In the records below, the lines from the one with "pub fn is_triggered(&self)" through the last are to be printed exactly, and nothing else.

────────────────

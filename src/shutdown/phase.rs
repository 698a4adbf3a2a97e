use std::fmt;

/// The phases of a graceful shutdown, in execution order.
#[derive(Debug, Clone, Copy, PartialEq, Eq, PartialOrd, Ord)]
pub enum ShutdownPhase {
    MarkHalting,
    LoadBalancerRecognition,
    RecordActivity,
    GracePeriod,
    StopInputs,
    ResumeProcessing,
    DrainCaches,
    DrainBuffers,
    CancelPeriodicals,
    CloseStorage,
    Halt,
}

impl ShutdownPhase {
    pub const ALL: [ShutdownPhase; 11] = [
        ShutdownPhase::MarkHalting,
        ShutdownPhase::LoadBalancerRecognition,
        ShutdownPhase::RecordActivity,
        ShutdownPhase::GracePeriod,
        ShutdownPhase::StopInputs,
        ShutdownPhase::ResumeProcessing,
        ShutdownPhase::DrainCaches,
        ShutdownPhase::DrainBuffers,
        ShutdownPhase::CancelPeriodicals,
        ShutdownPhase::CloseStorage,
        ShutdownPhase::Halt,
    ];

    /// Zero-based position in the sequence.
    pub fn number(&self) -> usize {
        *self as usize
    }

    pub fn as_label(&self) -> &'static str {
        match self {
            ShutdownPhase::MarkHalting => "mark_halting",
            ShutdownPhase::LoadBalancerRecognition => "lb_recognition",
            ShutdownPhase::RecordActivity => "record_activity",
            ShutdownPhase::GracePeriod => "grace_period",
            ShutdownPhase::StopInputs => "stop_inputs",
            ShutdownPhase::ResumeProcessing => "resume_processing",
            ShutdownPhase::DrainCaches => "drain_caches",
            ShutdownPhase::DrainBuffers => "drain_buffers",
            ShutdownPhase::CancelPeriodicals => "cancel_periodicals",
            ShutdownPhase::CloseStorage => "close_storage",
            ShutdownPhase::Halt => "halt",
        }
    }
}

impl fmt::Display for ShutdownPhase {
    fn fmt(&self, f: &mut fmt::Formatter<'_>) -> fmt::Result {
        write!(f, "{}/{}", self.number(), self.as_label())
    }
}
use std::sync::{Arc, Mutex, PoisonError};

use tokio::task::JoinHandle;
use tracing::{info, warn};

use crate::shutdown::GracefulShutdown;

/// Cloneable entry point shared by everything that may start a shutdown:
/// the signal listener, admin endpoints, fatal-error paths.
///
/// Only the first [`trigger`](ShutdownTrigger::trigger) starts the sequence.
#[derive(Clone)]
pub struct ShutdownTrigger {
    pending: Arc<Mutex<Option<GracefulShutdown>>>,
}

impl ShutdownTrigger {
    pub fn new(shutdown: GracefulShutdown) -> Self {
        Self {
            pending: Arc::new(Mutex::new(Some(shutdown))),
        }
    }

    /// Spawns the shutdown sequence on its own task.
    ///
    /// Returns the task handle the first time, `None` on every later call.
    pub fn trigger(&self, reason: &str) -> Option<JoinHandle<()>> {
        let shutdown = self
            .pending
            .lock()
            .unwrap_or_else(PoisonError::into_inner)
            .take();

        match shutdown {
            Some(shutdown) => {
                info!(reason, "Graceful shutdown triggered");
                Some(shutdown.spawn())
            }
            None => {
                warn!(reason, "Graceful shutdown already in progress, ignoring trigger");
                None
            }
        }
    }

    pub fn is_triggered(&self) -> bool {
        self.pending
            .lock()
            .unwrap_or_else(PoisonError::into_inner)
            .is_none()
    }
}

────────────────

**RESPONSE TO THIS EXERCISE**
    pub fn is_triggered(&self) -> bool {
        self.pending
            .lock()
            .unwrap_or_else(PoisonError::into_inner)
            .is_none()
    }
}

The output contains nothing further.